Work task: Below are some records; return all of them exactly as they are.

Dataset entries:

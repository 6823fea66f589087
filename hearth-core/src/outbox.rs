#![forbid(unsafe_code)]

use std::sync::Arc;
use tracing::warn;
use uuid::Uuid;

use crate::audit::{AuditEntry, AuditRecorder};
use crate::notification::{Notification, NotificationService};

/// Best-effort side effects, emitted only after the store transaction has
/// committed. Audit failures are logged and never roll back the state
/// transition. Notification delivery runs on a spawned task so retry
/// backoff never extends the caller's operation; a failing channel is
/// logged and otherwise ignored.
pub struct Outbox {
    audit: Arc<dyn AuditRecorder>,
    notifications: Arc<NotificationService>,
    channel: String,
}

impl Outbox {
    pub fn new(audit: Arc<dyn AuditRecorder>, notifications: Arc<NotificationService>) -> Self {
        Self {
            audit,
            notifications,
            channel: "log".to_string(),
        }
    }

    pub fn with_channel(mut self, channel: impl Into<String>) -> Self {
        self.channel = channel.into();
        self
    }

    pub async fn emit(
        &self,
        proposal_id: Uuid,
        entry: AuditEntry,
        sends: Vec<(String, Notification)>,
    ) {
        if let Err(e) = self.audit.record(entry).await {
            warn!(proposal_id = %proposal_id, error = %e, "audit record failed");
        }

        if sends.is_empty() {
            return;
        }

        let notifications = Arc::clone(&self.notifications);
        let channel = self.channel.clone();
        tokio::spawn(async move {
            for (recipient, notification) in sends {
                if let Err(e) = notifications
                    .send(&channel, &notification, &recipient)
                    .await
                {
                    warn!(
                        proposal_id = %proposal_id,
                        recipient = %recipient,
                        error = %e,
                        "notification dispatch failed"
                    );
                }
            }
        });
    }
}
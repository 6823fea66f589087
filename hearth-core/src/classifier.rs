#![forbid(unsafe_code)]

use serde::{Deserialize, Serialize};

use crate::proposal::{ProposalPayload, SettingKey, SettingValue};

#[derive(Debug, Clone, Copy, PartialEq, Eq, Serialize, Deserialize)]
#[serde(rename_all = "snake_case")]
pub enum Restrictiveness {
    MoreRestrictive,
    LessRestrictive,
    Neutral,
}

impl Restrictiveness {
    pub fn is_protection_reduction(&self) -> bool {
        matches!(self, Restrictiveness::LessRestrictive)
    }

    pub fn is_emergency_increase(&self) -> bool {
        matches!(self, Restrictiveness::MoreRestrictive)
    }
}

/// Deterministic, side-effect-free. The engine re-runs this at approval
/// time on the stored payload, so nothing here may consult state or time.
///
/// On every ordinal axis a lower value is stricter (shorter monitoring
/// interval, shorter retention, less allowed time) except the minimum-age
/// axis, where a higher threshold is stricter. Level values compare by
/// protection order.
pub fn classify(
    key: &SettingKey,
    current: &SettingValue,
    proposed: &SettingValue,
) -> Restrictiveness {
    match (current, proposed) {
        (SettingValue::Number(cur), SettingValue::Number(new)) => {
            let raised = match key {
                SettingKey::MinimumAge => new > cur,
                _ => new < cur,
            };
            if new == cur {
                Restrictiveness::Neutral
            } else if raised {
                Restrictiveness::MoreRestrictive
            } else {
                Restrictiveness::LessRestrictive
            }
        }
        (SettingValue::Level(cur), SettingValue::Level(new)) => {
            if new == cur {
                Restrictiveness::Neutral
            } else if new > cur {
                Restrictiveness::MoreRestrictive
            } else {
                Restrictiveness::LessRestrictive
            }
        }
        // A change of value kind carries no ordering; treat as neutral so
        // it neither fast-tracks nor skips the cooling period by accident.
        _ => Restrictiveness::Neutral,
    }
}

/// Classification of a whole payload. Agreement bundles reduce over their
/// changes with any reduction dominating: a bundle that loosens anything
/// gets the cooling period. Dissolution removes monitoring entirely and is
/// always a protection reduction.
pub fn classify_payload(payload: &ProposalPayload) -> Restrictiveness {
    match payload {
        ProposalPayload::Setting {
            key,
            current,
            proposed,
        } => classify(key, current, proposed),
        ProposalPayload::Agreement { changes } => {
            let mut result = Restrictiveness::Neutral;
            for change in changes {
                match classify(&change.field, &change.current, &change.proposed) {
                    Restrictiveness::LessRestrictive => return Restrictiveness::LessRestrictive,
                    Restrictiveness::MoreRestrictive => {
                        result = Restrictiveness::MoreRestrictive;
                    }
                    Restrictiveness::Neutral => {}
                }
            }
            result
        }
        ProposalPayload::Dissolution { .. } => Restrictiveness::LessRestrictive,
    }
}

#[cfg(test)]
mod tests {
    use super::*;
    use crate::proposal::{AgreementChange, ProtectionLevel};

    #[test]
    fn test_shorter_interval_is_more_restrictive() {
        let r = classify(
            &SettingKey::MonitoringInterval,
            &SettingValue::Number(60),
            &SettingValue::Number(30),
        );
        assert_eq!(r, Restrictiveness::MoreRestrictive);
        assert!(r.is_emergency_increase());
    }

    #[test]
    fn test_longer_interval_is_protection_reduction() {
        let r = classify(
            &SettingKey::MonitoringInterval,
            &SettingValue::Number(30),
            &SettingValue::Number(60),
        );
        assert!(r.is_protection_reduction());
    }

    #[test]
    fn test_minimum_age_axis_inverts() {
        let raised = classify(
            &SettingKey::MinimumAge,
            &SettingValue::Number(13),
            &SettingValue::Number(16),
        );
        assert_eq!(raised, Restrictiveness::MoreRestrictive);

        let lowered = classify(
            &SettingKey::MinimumAge,
            &SettingValue::Number(16),
            &SettingValue::Number(13),
        );
        assert_eq!(lowered, Restrictiveness::LessRestrictive);
    }

    #[test]
    fn test_unchanged_value_is_neutral() {
        let r = classify(
            &SettingKey::TimeLimits,
            &SettingValue::Number(120),
            &SettingValue::Number(120),
        );
        assert_eq!(r, Restrictiveness::Neutral);
    }

    #[test]
    fn test_level_values_compare_by_protection_order() {
        let r = classify(
            &SettingKey::Custom("content_filter".into()),
            &SettingValue::Level(ProtectionLevel::Standard),
            &SettingValue::Level(ProtectionLevel::Strict),
        );
        assert_eq!(r, Restrictiveness::MoreRestrictive);

        let r = classify(
            &SettingKey::Custom("content_filter".into()),
            &SettingValue::Level(ProtectionLevel::Standard),
            &SettingValue::Level(ProtectionLevel::Off),
        );
        assert_eq!(r, Restrictiveness::LessRestrictive);
    }

    #[test]
    fn test_agreement_bundle_reduction_dominates() {
        let payload = ProposalPayload::Agreement {
            changes: vec![
                AgreementChange {
                    field: SettingKey::MonitoringInterval,
                    current: SettingValue::Number(60),
                    proposed: SettingValue::Number(30),
                },
                AgreementChange {
                    field: SettingKey::TimeLimits,
                    current: SettingValue::Number(60),
                    proposed: SettingValue::Number(120),
                },
            ],
        };
        assert_eq!(classify_payload(&payload), Restrictiveness::LessRestrictive);
    }

    #[test]
    fn test_dissolution_is_always_a_reduction() {
        let payload = ProposalPayload::Dissolution { reason: None };
        assert!(classify_payload(&payload).is_protection_reduction());
    }
}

Your response:
repository 6823fea66f589087
filename hearth-core/src/outbox.rs
#![forbid(unsafe_code)]

use std::sync::Arc;
use tracing::warn;
use uuid::Uuid;

use crate::audit::{AuditEntry, AuditRecorder};
use crate::notification::{Notification, NotificationService};

/// Best-effort side effects, emitted only after the store transaction has
/// committed. Audit failures are logged and never roll back the state
/// transition. Notification delivery runs on a spawned task so retry
/// backoff never extends the caller's operation; a failing channel is
/// logged and otherwise ignored.
pub struct Outbox {
    audit: Arc<dyn AuditRecorder>,
    notifications: Arc<NotificationService>,
    channel: String,
}

impl Outbox {
    pub fn new(audit: Arc<dyn AuditRecorder>, notifications: Arc<NotificationService>) -> Self {
        Self {
            audit,
            notifications,
            channel: "log".to_string(),
        }
    }

    pub fn with_channel(mut self, channel: impl Into<String>) -> Self {
        self.channel = channel.into();
        self
    }

    pub async fn emit(
        &self,
        proposal_id: Uuid,
        entry: AuditEntry,
        sends: Vec<(String, Notification)>,
    ) {
        if let Err(e) = self.audit.record(entry).await {
            warn!(proposal_id = %proposal_id, error = %e, "audit record failed");
        }

        if sends.is_empty() {
            return;
        }

        let notifications = Arc::clone(&self.notifications);
        let channel = self.channel.clone();
        tokio::spawn(async move {
            for (recipient, notification) in sends {
                if let Err(e) = notifications
                    .send(&channel, &notification, &recipient)
                    .await
                {
                    warn!(
                        proposal_id = %proposal_id,
                        recipient = %recipient,
                        error = %e,
                        "notification dispatch failed"
                    );
                }
            }
        });
    }
}
repository 6823fea66f589087
filename hearth-core/src/classifier.rs
#![forbid(unsafe_code)]

use serde::{Deserialize, Serialize};

use crate::proposal::{ProposalPayload, SettingKey, SettingValue};

#[derive(Debug, Clone, Copy, PartialEq, Eq, Serialize, Deserialize)]
#[serde(rename_all = "snake_case")]
pub enum Restrictiveness {
    MoreRestrictive,
    LessRestrictive,
    Neutral,
}

impl Restrictiveness {
    pub fn is_protection_reduction(&self) -> bool {
        matches!(self, Restrictiveness::LessRestrictive)
    }

    pub fn is_emergency_increase(&self) -> bool {
        matches!(self, Restrictiveness::MoreRestrictive)
    }
}

/// Deterministic, side-effect-free. The engine re-runs this at approval
/// time on the stored payload, so nothing here may consult state or time.
///
/// On every ordinal axis a lower value is stricter (shorter monitoring
/// interval, shorter retention, less allowed time) except the minimum-age
/// axis, where a higher threshold is stricter. Level values compare by
/// protection order.
pub fn classify(
    key: &SettingKey,
    current: &SettingValue,
    proposed: &SettingValue,
) -> Restrictiveness {
    match (current, proposed) {
        (SettingValue::Number(cur), SettingValue::Number(new)) => {
            let raised = match key {
                SettingKey::MinimumAge => new > cur,
                _ => new < cur,
            };
            if new == cur {
                Restrictiveness::Neutral
            } else if raised {
                Restrictiveness::MoreRestrictive
            } else {
                Restrictiveness::LessRestrictive
            }
        }
        (SettingValue::Level(cur), SettingValue::Level(new)) => {
            if new == cur {
                Restrictiveness::Neutral
            } else if new > cur {
                Restrictiveness::MoreRestrictive
            } else {
                Restrictiveness::LessRestrictive
            }
        }
        // A change of value kind carries no ordering; treat as neutral so
        // it neither fast-tracks nor skips the cooling period by accident.
        _ => Restrictiveness::Neutral,
    }
}

/// Classification of a whole payload. Agreement bundles reduce over their
/// changes with any reduction dominating: a bundle that loosens anything
/// gets the cooling period. Dissolution removes monitoring entirely and is
/// always a protection reduction.
pub fn classify_payload(payload: &ProposalPayload) -> Restrictiveness {
    match payload {
        ProposalPayload::Setting {
            key,
            current,
            proposed,
        } => classify(key, current, proposed),
        ProposalPayload::Agreement { changes } => {
            let mut result = Restrictiveness::Neutral;
            for change in changes {
                match classify(&change.field, &change.current, &change.proposed) {
                    Restrictiveness::LessRestrictive => return Restrictiveness::LessRestrictive,
                    Restrictiveness::MoreRestrictive => {
                        result = Restrictiveness::MoreRestrictive;
                    }
                    Restrictiveness::Neutral => {}
                }
            }
            result
        }
        ProposalPayload::Dissolution { .. } => Restrictiveness::LessRestrictive,
    }
}

#[cfg(test)]
mod tests {
    use super::*;
    use crate::proposal::{AgreementChange, ProtectionLevel};

    #[test]
    fn test_shorter_interval_is_more_restrictive() {
        let r = classify(
            &SettingKey::MonitoringInterval,
            &SettingValue::Number(60),
            &SettingValue::Number(30),
        );
        assert_eq!(r, Restrictiveness::MoreRestrictive);
        assert!(r.is_emergency_increase());
    }

    #[test]
    fn test_longer_interval_is_protection_reduction() {
        let r = classify(
            &SettingKey::MonitoringInterval,
            &SettingValue::Number(30),
            &SettingValue::Number(60),
        );
        assert!(r.is_protection_reduction());
    }

    #[test]
    fn test_minimum_age_axis_inverts() {
        let raised = classify(
            &SettingKey::MinimumAge,
            &SettingValue::Number(13),
            &SettingValue::Number(16),
        );
        assert_eq!(raised, Restrictiveness::MoreRestrictive);

        let lowered = classify(
            &SettingKey::MinimumAge,
            &SettingValue::Number(16),
            &SettingValue::Number(13),
        );
        assert_eq!(lowered, Restrictiveness::LessRestrictive);
    }

    #[test]
    fn test_unchanged_value_is_neutral() {
        let r = classify(
            &SettingKey::TimeLimits,
            &SettingValue::Number(120),
            &SettingValue::Number(120),
        );
        assert_eq!(r, Restrictiveness::Neutral);
    }

    #[test]
    fn test_level_values_compare_by_protection_order() {
        let r = classify(
            &SettingKey::Custom("content_filter".into()),
            &SettingValue::Level(ProtectionLevel::Standard),
            &SettingValue::Level(ProtectionLevel::Strict),
        );
        assert_eq!(r, Restrictiveness::MoreRestrictive);

        let r = classify(
            &SettingKey::Custom("content_filter".into()),
            &SettingValue::Level(ProtectionLevel::Standard),
            &SettingValue::Level(ProtectionLevel::Off),
        );
        assert_eq!(r, Restrictiveness::LessRestrictive);
    }

    #[test]
    fn test_agreement_bundle_reduction_dominates() {
        let payload = ProposalPayload::Agreement {
            changes: vec![
                AgreementChange {
                    field: SettingKey::MonitoringInterval,
                    current: SettingValue::Number(60),
                    proposed: SettingValue::Number(30),
                },
                AgreementChange {
                    field: SettingKey::TimeLimits,
                    current: SettingValue::Number(60),
                    proposed: SettingValue::Number(120),
                },
            ],
        };
        assert_eq!(classify_payload(&payload), Restrictiveness::LessRestrictive);
    }

    #[test]
    fn test_dissolution_is_always_a_reduction() {
        let payload = ProposalPayload::Dissolution { reason: None };
        assert!(classify_payload(&payload).is_protection_reduction());
    }
}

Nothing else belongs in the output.